**The data:**
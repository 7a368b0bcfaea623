//! Bounded retry with pluggable backoff and transient-fault classification.
//!
//! A [`RetryPolicy`] keeps three independent concerns apart:
//! - how long to wait before the next attempt ([`DelayStrategy`])
//! - which faults are worth retrying ([`RetryPredicate`])
//! - what to observe on each retry (the optional `on_retry` hook)
//!
//! Attempt counters live inside a single [`with_retry`] call, so one policy can be
//! shared by any number of call sites.

use std::fmt;
use std::future::Future;
use std::sync::Arc;
use std::time::Duration;

use crate::result::WithError;

/// Maps a zero-based attempt index to the pause before the next attempt.
pub type DelayStrategy = Arc<dyn Fn(u32) -> Duration + Send + Sync>;

/// Decides whether a fault is transient.
pub type RetryPredicate<F> = Arc<dyn Fn(&F) -> bool + Send + Sync>;

/// Observer invoked with `(fault, attempt, delay)` right before sleeping.
pub type RetryHook<F> = Arc<dyn Fn(&F, u32, Duration) + Send + Sync>;

/// A fault raised by a retried operation.
///
/// The message is used for keyword classification; `status_code` lets transport
/// errors expose an HTTP status without string matching.
pub trait Fault: fmt::Display {
    fn status_code(&self) -> Option<u16> {
        None
    }
}

impl Fault for String {}

impl Fault for anyhow::Error {}

/// Retry configuration for one kind of operation.
pub struct RetryPolicy<F> {
    /// Retries after the first attempt. `0` means a single attempt.
    pub max_retries: u32,
    pub delay: DelayStrategy,
    pub is_transient: RetryPredicate<F>,
    pub on_retry: Option<RetryHook<F>>,
}

impl<F> Clone for RetryPolicy<F> {
    fn clone(&self) -> Self {
        Self {
            max_retries: self.max_retries,
            delay: Arc::clone(&self.delay),
            is_transient: Arc::clone(&self.is_transient),
            on_retry: self.on_retry.clone(),
        }
    }
}

impl<F> fmt::Debug for RetryPolicy<F> {
    fn fmt(&self, f: &mut fmt::Formatter<'_>) -> fmt::Result {
        f.debug_struct("RetryPolicy")
            .field("max_retries", &self.max_retries)
            .field("has_on_retry", &self.on_retry.is_some())
            .finish()
    }
}

/// Per-call overrides merged on top of a shared default policy.
pub struct RetryOverrides<F> {
    pub max_retries: Option<u32>,
    pub delay: Option<DelayStrategy>,
    pub is_transient: Option<RetryPredicate<F>>,
    pub on_retry: Option<RetryHook<F>>,
}

impl<F> Default for RetryOverrides<F> {
    fn default() -> Self {
        Self {
            max_retries: None,
            delay: None,
            is_transient: None,
            on_retry: None,
        }
    }
}

impl<F> RetryPolicy<F> {
    pub fn new(max_retries: u32, delay: DelayStrategy, is_transient: RetryPredicate<F>) -> Self {
        Self {
            max_retries,
            delay,
            is_transient,
            on_retry: None,
        }
    }

    pub fn with_on_retry(mut self, hook: RetryHook<F>) -> Self {
        self.on_retry = Some(hook);
        self
    }

    /// Build a new policy from `self` with every provided override applied.
    pub fn merge(&self, overrides: RetryOverrides<F>) -> Self {
        Self {
            max_retries: overrides.max_retries.unwrap_or(self.max_retries),
            delay: overrides.delay.unwrap_or_else(|| Arc::clone(&self.delay)),
            is_transient: overrides
                .is_transient
                .unwrap_or_else(|| Arc::clone(&self.is_transient)),
            on_retry: overrides.on_retry.or_else(|| self.on_retry.clone()),
        }
    }
}

/// `base * (attempt + 1)`
pub fn linear_backoff(base: Duration) -> DelayStrategy {
    Arc::new(move |attempt| base.saturating_mul(attempt.saturating_add(1)))
}

pub fn constant_delay(delay: Duration) -> DelayStrategy {
    Arc::new(move |_| delay)
}

/// Transient when the fault carries one of `statuses`, either as a structured
/// status code or inside its message.
pub fn http_status_retryable<F: Fault + 'static>(statuses: &[u16]) -> RetryPredicate<F> {
    let statuses = statuses.to_vec();
    Arc::new(move |fault: &F| {
        if let Some(code) = fault.status_code() {
            return statuses.contains(&code);
        }
        let message = fault.to_string();
        statuses.iter().any(|code| message.contains(&code.to_string()))
    })
}

/// Transient when the fault message contains any keyword as a whole word
/// (case-insensitive), so `rate` matches "rate limit" but not "generateContent".
pub fn keyword_retryable<F: Fault + 'static>(keywords: &[&str]) -> RetryPredicate<F> {
    let keywords: Vec<String> = keywords.iter().map(|k| k.to_lowercase()).collect();
    Arc::new(move |fault: &F| {
        let message = fault.to_string().to_lowercase();
        message
            .split(|c: char| !c.is_alphanumeric())
            .any(|word| keywords.iter().any(|keyword| keyword == word))
    })
}

/// Logical OR over several predicates.
pub fn any_of<F: 'static>(predicates: Vec<RetryPredicate<F>>) -> RetryPredicate<F> {
    Arc::new(move |fault: &F| predicates.iter().any(|predicate| predicate(fault)))
}

/// Run `operation` until it succeeds, the fault is not transient, or the retry
/// budget is spent. The final fault is converted with `format_error`.
pub async fn with_retry<T, F, E, Op, Fut, Fmt>(
    mut operation: Op,
    policy: &RetryPolicy<F>,
    format_error: Fmt,
) -> WithError<T, E>
where
    Op: FnMut() -> Fut,
    Fut: Future<Output = std::result::Result<T, F>>,
    Fmt: FnOnce(F) -> E,
{
    let mut attempt: u32 = 0;

    loop {
        match operation().await {
            Ok(value) => return Ok(value),
            Err(fault) => {
                if attempt >= policy.max_retries || !(policy.is_transient)(&fault) {
                    return Err(format_error(fault));
                }

                let delay = (policy.delay)(attempt);
                if let Some(hook) = &policy.on_retry {
                    hook(&fault, attempt, delay);
                }

                tokio::time::sleep(delay).await;
                attempt += 1;
            }
        }
    }
}
//! Reading the yt-dlp `.info.json` sidecar.
//!
//! Two views are offered. [`extract_metadata`] is strict: the caller names the
//! platform and the exact fields it needs, and gets back a map holding only those
//! fields (or an error if one is missing). [`VideoMetadata`] is lenient and is what
//! the pipelines use to pull the description into prompts.

use serde::{Deserialize, Serialize};
use serde_json::{Map, Value};
use std::collections::BTreeMap;
use std::fmt;
use std::path::Path;
use std::str::FromStr;

use crate::result::WithError;
use crate::InsightError;

macro_rules! metadata_fields {
    ($name:ident { $($variant:ident => $key:literal),+ $(,)? }) => {
        #[derive(Debug, Clone, Copy, PartialEq, Eq, Hash, Serialize, Deserialize)]
        pub enum $name {
            $(#[serde(rename = $key)] $variant),+
        }

        impl $name {
            pub const ALL: &'static [$name] = &[$($name::$variant),+];

            pub fn as_str(&self) -> &'static str {
                match self {
                    $($name::$variant => $key),+
                }
            }
        }

        impl fmt::Display for $name {
            fn fmt(&self, f: &mut fmt::Formatter<'_>) -> fmt::Result {
                f.write_str(self.as_str())
            }
        }

        impl FromStr for $name {
            type Err = InsightError;

            fn from_str(s: &str) -> Result<Self, Self::Err> {
                Self::ALL
                    .iter()
                    .copied()
                    .find(|field| field.as_str() == s.trim())
                    .ok_or_else(|| InsightError::Validation(format!("unknown metadata field '{}'", s)))
            }
        }
    };
}

metadata_fields!(YoutubeField {
    Title => "title",
    Description => "description",
    Channel => "channel",
    Uploader => "uploader",
    UploadDate => "upload_date",
    Timestamp => "timestamp",
    Duration => "duration",
    DurationString => "duration_string",
    Tags => "tags",
    Categories => "categories",
    Chapters => "chapters",
    Language => "language",
    Location => "location",
    ViewCount => "view_count",
    LikeCount => "like_count",
    CommentCount => "comment_count",
    WebpageUrl => "webpage_url",
    Extractor => "extractor",
    ExtractorKey => "extractor_key",
    IsLive => "is_live",
    WasLive => "was_live",
    AgeLimit => "age_limit",
    Series => "series",
    Episode => "episode",
    Thumbnail => "thumbnail",
    Subtitles => "subtitles",
    AutomaticCaptions => "automatic_captions",
});

metadata_fields!(InstagramField {
    Description => "description",
    Channel => "channel",
    Uploader => "uploader",
    Duration => "duration",
    Timestamp => "timestamp",
    UploadDate => "upload_date",
    LikeCount => "like_count",
    CommentCount => "comment_count",
    Comments => "comments",
    Extractor => "extractor",
    ExtractorKey => "extractor_key",
});

/// Platform plus the exact fields the caller wants back
#[derive(Debug, Clone, PartialEq, Eq)]
pub enum MetadataRequest {
    Youtube(Vec<YoutubeField>),
    Instagram(Vec<InstagramField>),
}

impl MetadataRequest {
    /// Build a request for `platform` ("youtube" or "instagram") from raw field names
    pub fn parse(platform: &str, fields: &[String]) -> WithError<Self> {
        match platform.trim().to_lowercase().as_str() {
            "youtube" => Ok(MetadataRequest::Youtube(
                fields.iter().map(|f| f.parse()).collect::<WithError<_>>()?,
            )),
            "instagram" => Ok(MetadataRequest::Instagram(
                fields.iter().map(|f| f.parse()).collect::<WithError<_>>()?,
            )),
            other => Err(InsightError::Validation(format!(
                "unsupported metadata platform '{}'",
                other
            ))),
        }
    }

    fn extractor_key(&self) -> &'static str {
        match self {
            MetadataRequest::Youtube(_) => "Youtube",
            MetadataRequest::Instagram(_) => "Instagram",
        }
    }

    fn keys(&self) -> Vec<&'static str> {
        match self {
            MetadataRequest::Youtube(fields) => fields.iter().map(|f| f.as_str()).collect(),
            MetadataRequest::Instagram(fields) => fields.iter().map(|f| f.as_str()).collect(),
        }
    }
}

/// Metadata restricted to the requested field names
pub type MetadataMap = BTreeMap<String, Value>;

/// Read `path` and return exactly the fields named by `request`.
pub async fn extract_metadata(path: &Path, request: &MetadataRequest) -> WithError<MetadataMap> {
    let raw = tokio::fs::read_to_string(path)
        .await
        .map_err(|e| InsightError::Metadata(format!("could not read {}: {}", path.display(), e)))?;

    let json: Value = serde_json::from_str(&raw)
        .map_err(|e| InsightError::Metadata(format!("invalid metadata JSON: {}", e)))?;

    select_fields(&json, request)
}

pub fn select_fields(json: &Value, request: &MetadataRequest) -> WithError<MetadataMap> {
    let object: &Map<String, Value> = json
        .as_object()
        .ok_or_else(|| InsightError::Metadata("metadata is not a JSON object".to_string()))?;

    let expected = request.extractor_key();
    match object.get("extractor_key").and_then(Value::as_str) {
        Some(key) if key == expected => {}
        Some(key) => {
            return Err(InsightError::Metadata(format!(
                "expected {} metadata, got {}",
                expected, key
            )))
        }
        None => {
            return Err(InsightError::Metadata(
                "metadata has no extractor_key".to_string(),
            ))
        }
    }

    request
        .keys()
        .into_iter()
        .map(|key| match object.get(key) {
            Some(value) if !value.is_null() => Ok((key.to_string(), value.clone())),
            _ => Err(InsightError::Metadata(format!(
                "required field '{}' is missing",
                key
            ))),
        })
        .collect()
}

/// Loose view of the sidecar; every field is optional.
#[derive(Debug, Clone, Default, PartialEq, Serialize, Deserialize)]
pub struct VideoMetadata {
    pub title: Option<String>,
    pub description: Option<String>,
    pub uploader: Option<String>,
    pub channel: Option<String>,
    pub duration: Option<f64>,
    pub webpage_url: Option<String>,
    pub extractor_key: Option<String>,
}

impl VideoMetadata {
    pub async fn load(path: &Path) -> WithError<Self> {
        let raw = tokio::fs::read_to_string(path)
            .await
            .map_err(|e| InsightError::Metadata(format!("could not read {}: {}", path.display(), e)))?;

        serde_json::from_str(&raw).map_err(|e| InsightError::Metadata(format!("invalid metadata JSON: {}", e)))
    }
}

**Work required:** Give back, verbatim, the lines from the top of the entries above through the line containing "use std::sync::Arc;".

**Response to this task:**
repository 7a368b0bcfaea623
//! Bounded retry with pluggable backoff and transient-fault classification.
//!
//! A [`RetryPolicy`] keeps three independent concerns apart:
//! - how long to wait before the next attempt ([`DelayStrategy`])
//! - which faults are worth retrying ([`RetryPredicate`])
//! - what to observe on each retry (the optional `on_retry` hook)
//!
//! Attempt counters live inside a single [`with_retry`] call, so one policy can be
//! shared by any number of call sites.

use std::fmt;
use std::future::Future;
use std::sync::Arc;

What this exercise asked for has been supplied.